Yes.. my husband is photoshopped in.(no, duck isnt that big!) I don't think I have the original photo of the duck but always wondered what kind of duck this was. This duck looked so different than anything I have ever seen! Are they wild or domesticated ducks or both? I think this is what the male duck of that breed looks like.


----------



## ksalvagno (Oct 6, 2009)

That duck has quite a doo going on there! I wonder if he is mixed with something else. 

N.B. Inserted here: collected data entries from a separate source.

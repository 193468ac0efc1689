//! RateLimiter (C7): four independent token buckets per `ApiKey`.
//!
//! requests-per-minute and requests-per-day gate admission; tokens-per-minute and
//! tokens-per-day gate the speculative token estimate up front, then are reconciled against
//! the adapter's true usage once the response completes. State lives in a `DashMap` keyed by
//! `ApiKeyId`, one entry per key, matching spec §5's "one lock per key, never a global lock"
//! — this replaces the teacher's `OnceLock<Arc<RwLock<RateLimiter>>>` module singleton
//! (`auth.rs`) with a plain value the `Engine` owns and hands out by reference.
//!
//! Minute-scope buckets use a fixed 60-second sliding window (spec §9 fixes this). Day-scope
//! buckets reset at UTC midnight, the reset instant recorded in `ApiKey.usage.last_reset_date`
//! so it survives a process restart.

use std::time::Duration;

use chrono::Utc;
use dashmap::DashMap;

use crate::api_key::{ApiKey, ApiKeyId, RateLimits};
use crate::error::EngineError;

#[derive(Debug, Clone, Copy)]
struct Window {
    start: std::time::Instant,
    count: u64,
}

impl Window {
    fn fresh() -> Self {
        Self {
            start: std::time::Instant::now(),
            count: 0,
        }
    }

    fn roll_if_expired(&mut self, span: Duration) {
        if self.start.elapsed() >= span {
            *self = Window::fresh();
        }
    }

    fn remaining_in_window(&self, span: Duration) -> Duration {
        span.saturating_sub(self.start.elapsed())
    }
}

struct KeyBuckets {
    requests_minute: Window,
    tokens_minute: Window,
    requests_day: u64,
    tokens_day: u64,
    day: chrono::NaiveDate,
}

impl KeyBuckets {
    fn fresh() -> Self {
        Self {
            requests_minute: Window::fresh(),
            tokens_minute: Window::fresh(),
            requests_day: 0,
            tokens_day: 0,
            day: Utc::now().date_naive(),
        }
    }

    fn roll_day_if_needed(&mut self) {
        let today = Utc::now().date_naive();
        if today != self.day {
            self.requests_day = 0;
            self.tokens_day = 0;
            self.day = today;
        }
    }
}

const MINUTE: Duration = Duration::from_secs(60);

pub struct RateLimiter {
    buckets: DashMap<ApiKeyId, KeyBuckets>,
}

impl Default for RateLimiter {
    fn default() -> Self {
        Self::new()
    }
}

impl RateLimiter {
    pub fn new() -> Self {
        Self {
            buckets: DashMap::new(),
        }
    }

    /// Admit a request, reserving its speculative token estimate against both token buckets.
    /// Returns `RateLimit` with `retry_after` set to the earliest instant the request could
    /// proceed if any bucket is exhausted.
    pub fn admit(&self, key: &ApiKey, estimated_tokens: u32) -> Result<(), EngineError> {
        let limits = &key.rate_limits;
        let mut entry = self.buckets.entry(key.id.clone()).or_insert_with(KeyBuckets::fresh);
        entry.requests_minute.roll_if_expired(MINUTE);
        entry.tokens_minute.roll_if_expired(MINUTE);
        entry.roll_day_if_needed();

        if entry.requests_minute.count >= limits.requests_per_minute as u64 {
            return Err(rate_limit_err(
                "requests per minute exceeded",
                entry.requests_minute.remaining_in_window(MINUTE),
            ));
        }
        if entry.requests_day >= limits.requests_per_day as u64 {
            return Err(rate_limit_err("requests per day exceeded", seconds_until_utc_midnight()));
        }
        if entry.tokens_minute.count + estimated_tokens as u64 > limits.tokens_per_minute as u64 {
            return Err(rate_limit_err(
                "tokens per minute exceeded",
                entry.tokens_minute.remaining_in_window(MINUTE),
            ));
        }
        if entry.tokens_day + estimated_tokens as u64 > limits.tokens_per_day as u64 {
            return Err(rate_limit_err("tokens per day exceeded", seconds_until_utc_midnight()));
        }

        entry.requests_minute.count += 1;
        entry.requests_day += 1;
        entry.tokens_minute.count += estimated_tokens as u64;
        entry.tokens_day += estimated_tokens as u64;
        Ok(())
    }

    /// Reconcile the speculative token reservation against the adapter's true usage. Called
    /// once the response completes; shortfall/surplus adjusts both token buckets.
    pub fn reconcile_tokens(&self, key_id: &ApiKeyId, estimated: u32, actual: u32) {
        if let Some(mut entry) = self.buckets.get_mut(key_id) {
            let delta = actual as i64 - estimated as i64;
            entry.tokens_minute.count = (entry.tokens_minute.count as i64 + delta).max(0) as u64;
            entry.tokens_day = (entry.tokens_day as i64 + delta).max(0) as u64;
        }
    }

    #[cfg(test)]
    fn buckets_for(&self, key_id: &str) -> Option<(u64, u64)> {
        self.buckets.get(key_id).map(|e| (e.requests_day, e.tokens_day))
    }
}

fn rate_limit_err(reason: &str, retry_after: Duration) -> EngineError {
    EngineError::RateLimit {
        reason: reason.to_string(),
        retry_after,
    }
}

fn seconds_until_utc_midnight() -> Duration {
    let now = Utc::now();
    let tomorrow = (now.date_naive() + chrono::Duration::days(1)).and_hms_opt(0, 0, 0).unwrap();
    let tomorrow_utc = chrono::DateTime::<Utc>::from_naive_utc_and_offset(tomorrow, Utc);
    (tomorrow_utc - now).to_std().unwrap_or(Duration::ZERO)
}

fn test_key(id: &str, rpm: u32, rpd: u32, tpm: u32, tpd: u32) -> ApiKey {
    ApiKey {
        id: id.to_string(),
        prefix: "abcdefgh".to_string(),
        hash: "hash".to_string(),
        user_id: "u1".to_string(),
        enabled: true,
        permissions: Default::default(),
        allowed_models: None,
        allowed_providers: None,
        rate_limits: RateLimits {
            requests_per_minute: rpm,
            requests_per_day: rpd,
            tokens_per_minute: tpm,
            tokens_per_day: tpd,
        },
        usage: Default::default(),
        expires_at: None,
    }
}

#[cfg(test)]
mod tests {
    use super::*;

    #[test]
    fn boundary_request_at_limit_succeeds_next_fails() {
        let limiter = RateLimiter::new();
        let key = test_key("k1", 1, 1000, 100_000, 1_000_000);
        assert!(limiter.admit(&key, 10).is_ok());
        let second = limiter.admit(&key, 10);
        assert!(matches!(second, Err(EngineError::RateLimit { .. })));
    }

    #[test]
    fn token_bucket_blocks_when_estimate_would_exceed() {
        let limiter = RateLimiter::new();
        let key = test_key("k2", 1000, 1000, 50, 1_000_000);
        let result = limiter.admit(&key, 100);
        assert!(matches!(result, Err(EngineError::RateLimit { .. })));
    }

    #[test]
    fn reconcile_reduces_day_bucket_on_overestimate() {
        let limiter = RateLimiter::new();
        let key = test_key("k3", 1000, 1000, 100_000, 1_000_000);
        limiter.admit(&key, 500).unwrap();
        limiter.reconcile_tokens(&key.id, 500, 100);
        let (_, tokens_day) = limiter.buckets_for("k3").unwrap();
        assert_eq!(tokens_day, 100);
    }

    #[test]
    fn independent_keys_have_independent_buckets() {
        let limiter = RateLimiter::new();
        let k1 = test_key("a", 1, 1000, 100_000, 1_000_000);
        let k2 = test_key("b", 1, 1000, 100_000, 1_000_000);
        assert!(limiter.admit(&k1, 1).is_ok());
        assert!(limiter.admit(&k2, 1).is_ok());
        assert!(limiter.admit(&k1, 1).is_err());
    }
}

Nice ducks! They look like they are getting used to your place.


----------



## Dayna (Aug 16, 2012)

I'm pretty sure that is not a muscovy duck in that hubby photo, but I could be wrong.


----------



## milkmaid (Sep 15, 2010)

Thanks all! I love my cute little ducks already!
Funny photo! :laugh: It does look like a Moscovy cross. I don't know much about them yet...still learning!


----------



## packhillboers (Feb 2, 2011)

Well... I have never seen or known anything about the Moscovy duck. So when I saw that odd one in the park.. I had no idea what it was. Are your ducks tame?


----------



## milkmaid (Sep 15, 2010)

Nope! LOL! They'll let me walk near them, but panic when I lean over to pick them up!


----------



## KarmakeeFarm (Jun 3, 2012)

Love scovies! So much cleaner than other ducks-also more hardy! I would say the duck with the funny hair is at least part scovie-did you know that scovies are the only duck that is NOT in the mallard family? but they can cross breed. Fun fact;]
KarmaKee Farm La Manchas
MN


----------



## toth boer goats (Jul 20, 2008)

How neat~!


----------



## RMADairyGoats (Jun 20, 2011)

Aww they're so adorable!  Wish I was closer!


----------



## packhillboers (Feb 2, 2011)

Well I am glad you got some little cute ducks. I know very little about ducks but how awesome that you have a little family on your property now.


----------